Şöyle soralım isterseniz:
HDP kapatılırsa, 6-8 Ekim olaylarının Allah korusun bir daha tekrar etmesi önlenebilecek mi?
Kamu düzeni sağlanacak mı?
Farklı yargılama ve vergilendirme sistemi ortadan kalkacak, insanların dağlara kaçırılması sona erecek mi?
***
Kamu düzeninin nasıl işleyeceğine karar veren HDP mi, yoksa PKK’nin bizzat kendisi mi?
Kamu düzenini bozan şehirlerdeki örgüt kim, HDP mi, başkası mı?
Kamu düzeninin, alternatif devlet modeliyle bozulmasının yol ve yöntemlerine, eylem biçimlerine HDP’nin il ve ilçe teşkilatlarında mı, yoksa Kandil’de mi karar veriliyor?

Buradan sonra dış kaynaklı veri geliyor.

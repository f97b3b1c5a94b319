//! Save and Load
//!
//! A snapshot is a JSON object describing a block:
//!
//! ```text
//! {
//!     "#is": "add",              type
//!     "0": 1,                    assigned value
//!     "~1": "##.other.output",   binding
//!     "child": {"#is": "", ...}, owned child block
//!     "~v": {"#is": "add", ...}  helper block, `v` is bound to `~v.output`
//!     "flow": {...},             attached job (no `#is`)
//! }
//! ```
//!
//! Computed values (written by functions), read-only properties and the
//! one-shot `#call`/`#cancel` requests are not saved. Loading reconciles the block in place: existing children keep their
//! identity, properties missing from the snapshot are cleared, and `#is` is
//! applied last so the function starts with its inputs in place.

use std::collections::HashSet;

use serde_json::{Map, Value as Json};
use tracing::debug;

use crate::error::FlowError;
use crate::reactive::{Property, PropertyKind};
use crate::value::Value;

use super::block::Block;

/// Saved form of a block.
pub type Snapshot = Map<String, Json>;

impl Block {
    /// Describe this block as a snapshot.
    pub fn save(&self) -> Snapshot {
        let mut out = Snapshot::new();
        if self.is_destroyed() {
            return out;
        }
        let me = self.downgrade();

        for prop in self.properties() {
            let name = prop.name().to_string();
            if prop.kind() == PropertyKind::ReadOnly || prop.kind().is_trigger() {
                continue;
            }
            if let Some(path) = prop.binding_path() {
                if !self.uses_helper(&name, &path) {
                    out.insert(format!("~{name}"), Json::String(path));
                }
                continue;
            }
            match prop.saved() {
                Some(Value::Block(child)) => {
                    if child.is_owned_by(&me, &name) {
                        out.insert(name, Json::Object(child.save()));
                    }
                }
                Some(value) => {
                    out.insert(name, value.to_json());
                }
                None => {}
            }
        }

        if !self.is_job() && !out.contains_key("#is") && !out.contains_key("~#is") {
            out.insert("#is".to_string(), Json::String(String::new()));
        }
        out
    }

    /// Make this block match `snapshot` exactly.
    pub fn load(&self, snapshot: &Snapshot) {
        self.reconcile(snapshot, false);
    }

    /// Apply `snapshot` on top of the current state. Nothing that the
    /// snapshot does not mention is removed.
    pub fn live_update(&self, snapshot: &Snapshot) {
        self.reconcile(snapshot, true);
    }

    /// [`Block::load`] from a JSON value, which must be an object.
    pub fn load_json(&self, json: &Json) -> Result<(), FlowError> {
        if self.is_destroyed() {
            return Err(FlowError::Destroyed(self.path()));
        }
        match json {
            Json::Object(map) => {
                self.load(map);
                Ok(())
            }
            other => Err(FlowError::InvalidSnapshot(json_kind(other).to_string())),
        }
    }

    /// [`Block::load`] from JSON text.
    pub fn load_str(&self, text: &str) -> Result<(), FlowError> {
        let json: Json = serde_json::from_str(text)?;
        self.load_json(&json)
    }

    fn reconcile(&self, snapshot: &Snapshot, live: bool) {
        if self.is_destroyed() {
            return;
        }
        debug!(path = %self.path(), entries = snapshot.len(), live, "reconcile");

        let mut mentioned: HashSet<&str> = HashSet::new();
        let mut type_entry = None;

        for (key, json) in snapshot {
            match key.as_str() {
                "##" | "###" => continue,
                "#is" => {
                    mentioned.insert(key);
                    type_entry = Some(json);
                    continue;
                }
                _ => {}
            }

            if let Some(name) = key.strip_prefix('~') {
                match json {
                    Json::String(path) => {
                        mentioned.insert(name);
                        self.set_binding(name, Some(path));
                    }
                    Json::Object(inner) => {
                        mentioned.insert(key);
                        mentioned.insert(name);
                        let helper = self.create_helper_block(name);
                        helper.reconcile(inner, live);
                    }
                    other => {
                        debug!(path = %self.path(), key = %key, kind = json_kind(other), "ignored binding entry");
                    }
                }
                continue;
            }

            mentioned.insert(key);
            self.load_entry(key, json, live);
        }

        if !live {
            let stale: Vec<Property> = self
                .properties()
                .into_iter()
                .filter(|prop| {
                    !mentioned.contains(prop.name())
                        && prop.kind() != PropertyKind::ReadOnly
                        && !prop.kind().is_trigger()
                        && (prop.saved().is_some() || prop.binding_path().is_some())
                })
                .collect();
            for prop in stale {
                prop.set_value(None);
            }
        }

        if let Some(json) = type_entry {
            self.get_property("#is")
                .set_value(Some(Value::from_json(json)));
        }
    }

    fn load_entry(&self, key: &str, json: &Json, live: bool) {
        let Json::Object(inner) = json else {
            self.get_property(key).set_value(Some(Value::from_json(json)));
            return;
        };
        let me = self.downgrade();
        let typed = inner.contains_key("#is");
        // jobs save without `#is`; blocks always carry it
        let existing = match self.get_value(key) {
            Some(Value::Block(child)) if child.is_owned_by(&me, key) && child.is_job() != typed => Some(child),
            _ => None,
        };
        match existing {
            Some(child) => child.reconcile(inner, live),
            None if typed => self.create_block(key).reconcile(inner, live),
            None => {
                self.get_property(key)
                    .set_value(Some(Value::from_json(json)));
            }
        }
    }
}

fn json_kind(json: &Json) -> &'static str {
    match json {
        Json::Null => "null",
        Json::Bool(_) => "boolean",
        Json::Number(_) => "number",
        Json::String(_) => "string",
        Json::Array(_) => "array",
        Json::Object(_) => "object",
    }
}

// ----------------------------------------------------------------------------
// Tests
// ----------------------------------------------------------------------------
//! Nested Jobs
//!
//! A nested job is a function whose implementation is itself a flow. The
//! host block gets a child job in its read-only `#impl` property, loaded from
//! a saved definition. The host's `#input` is mirrored into the child's
//! `#input`, and the child's `#output` is copied back to the host.
//!
//! The child is drained synchronously inside the host's run, so from the
//! host job's point of view a nested flow is one atomic step. The child job
//! is created on the first run and reused afterwards.
//!
//! The child job's parent is the host, so blocks of the definition reach the
//! host's other properties through `##.##.name`.

use std::sync::Arc;

use crate::error::FunctionError;
use crate::graph::{Block, BlockMode, Job, Snapshot};
use crate::value::Value;

use super::{Behavior, FunctionDesc, FunctionRegistry};

/// Function backed by a sub-flow definition.
pub struct NestedJob {
    definition: Arc<Snapshot>,
    job: Option<Job>,
}

impl NestedJob {
    pub fn new(definition: Arc<Snapshot>) -> Self {
        Self {
            definition,
            job: None,
        }
    }

    /// Register `definition` as function `type_name`.
    pub fn register(
        registry: &FunctionRegistry,
        type_name: &str,
        definition: Snapshot,
        mode: BlockMode,
        priority: u8,
    ) {
        let desc = FunctionDesc::new()
            .with_inputs(["#input"])
            .with_outputs(["#output"])
            .with_mode(mode)
            .with_priority(priority);
        let definition = Arc::new(definition);
        registry.register(type_name, desc, move || {
            Box::new(NestedJob::new(definition.clone()))
        });
    }

    /// The child job, once the function has run.
    pub fn job(&self) -> Option<&Job> {
        self.job.as_ref()
    }

    fn child(&mut self, host: &Block) -> Job {
        if let Some(job) = self.job.as_ref().filter(|job| !job.is_destroyed()) {
            return job.clone();
        }
        let job = Job::nested(host);
        // the first drain happens in run(), not through the host
        job.mark_queued();
        host.get_property("#impl")
            .set_computed(Some(Value::Block(job.block().clone())));
        job.load(&self.definition);
        self.job = Some(job.clone());
        job
    }
}

impl Behavior for NestedJob {
    fn run(&mut self, host: &Block) -> Result<(), FunctionError> {
        let job = self.child(host);
        job.mark_queued();
        job.update_value("#input", host.get_value("#input"));
        job.run();
        host.update_value("#output", job.get_value("#output"));
        Ok(())
    }

    fn destroy(&mut self, host: &Block) {
        let Some(job) = self.job.take() else {
            return;
        };
        if !host.is_destroyed() {
            if let Some(prop) = host.find_property("#impl") {
                prop.set_computed(None);
            }
        }
        job.destroy();
    }
}

// ----------------------------------------------------------------------------
// Tests
// ----------------------------------------------------------------------------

Eğer kararlar, Kandil ve hatta yaygın ve yeni bir kanaatı hatırlayarak söylemek gerekirse, bizzat İmralı’daki Öcalan tarafından veriliyorsa HDP’yi kapatsanız ne olur, kapatmasanız ne olur?
Ben hiçbir HDP’linin 6-8 Ekim olaylarına karar verebilecek kadar sorumsuz davranabileceğini düşünmek istemiyorum. İnsanların Selahattin Demirtaş’ın çağrısıyla sokaklara döküldüğüne hiç inanmıyorum. Demirtaş işi kolaylaştırdı sadece, bu kadar. Ama o çağrı olmasaydı bile, 6-8 Ekim olayları bence olacaktı. Çünkü PKK ve Öcalan da bunu istiyordu. Ama fatura Demirtaş’a ve HDP’ye kesildi. Gerçek failler herhalde ellerini sevinç içinde ovuşturuyorlardır. İstedikleri oldu çünkü.
Kürt hareketinin yegane nefes borusu diyebileceğimiz HDP’ye fatura kesmek, gerçek sorumluları ağza bile almamak, kanaatimce doğru ve adil bir tutum olmadı.